##### Dataset

//! Chewtrack Common Utilities
//!
//! Shared infrastructure for all chewtrack crates:
//! - Error types and result aliases
//! - Session clock for timestamping landmark frames
//! - Tracing/logging initialization
//! - Configuration loading

pub mod clock;
pub mod config;
pub mod error;
pub mod logging;

pub use clock::*;
pub use config::*;
pub use error::*;
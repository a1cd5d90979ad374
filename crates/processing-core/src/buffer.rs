//! Bounded, insertion-ordered sample history.

use std::collections::VecDeque;

use chewtrack_signal_model::Sample;

/// FIFO history capped at a fixed capacity. The oldest samples are
/// evicted once the capacity is exceeded.
#[derive(Debug, Clone)]
pub struct SampleBuffer {
    samples: VecDeque<Sample>,
    capacity: usize,
}

impl SampleBuffer {
    /// Create an empty buffer. A capacity of zero is raised to one.
    pub fn new(capacity: usize) -> Self {
        let capacity = capacity.max(1);
        Self {
            samples: VecDeque::with_capacity(capacity + 1),
            capacity,
        }
    }

    /// Append to the tail, evicting from the head until `len() <= capacity`.
    pub fn push(&mut self, sample: Sample) {
        self.samples.push_back(sample);
        while self.samples.len() > self.capacity {
            self.samples.pop_front();
        }
    }

    /// Current contents, oldest first.
    pub fn snapshot(&self) -> Vec<Sample> {
        self.samples.iter().copied().collect()
    }

    /// Most recent sample.
    pub fn last(&self) -> Option<&Sample> {
        self.samples.back()
    }

    pub fn iter(&self) -> impl Iterator<Item = &Sample> {
        self.samples.iter()
    }

    pub fn len(&self) -> usize {
        self.samples.len()
    }

    pub fn is_empty(&self) -> bool {
        self.samples.is_empty()
    }

    pub fn capacity(&self) -> usize {
        self.capacity
    }
}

##########

▶ _Exercise requirements_:
Everything from the line containing "Most recent sample." to the end of the records must be written out exactly; include both of those lines and no others.

▶ _Answer_:
    /// Most recent sample.
    pub fn last(&self) -> Option<&Sample> {
        self.samples.back()
    }

    pub fn iter(&self) -> impl Iterator<Item = &Sample> {
        self.samples.iter()
    }

    pub fn len(&self) -> usize {
        self.samples.len()
    }

    pub fn is_empty(&self) -> bool {
        self.samples.is_empty()
    }

    pub fn capacity(&self) -> usize {
        self.capacity
    }
}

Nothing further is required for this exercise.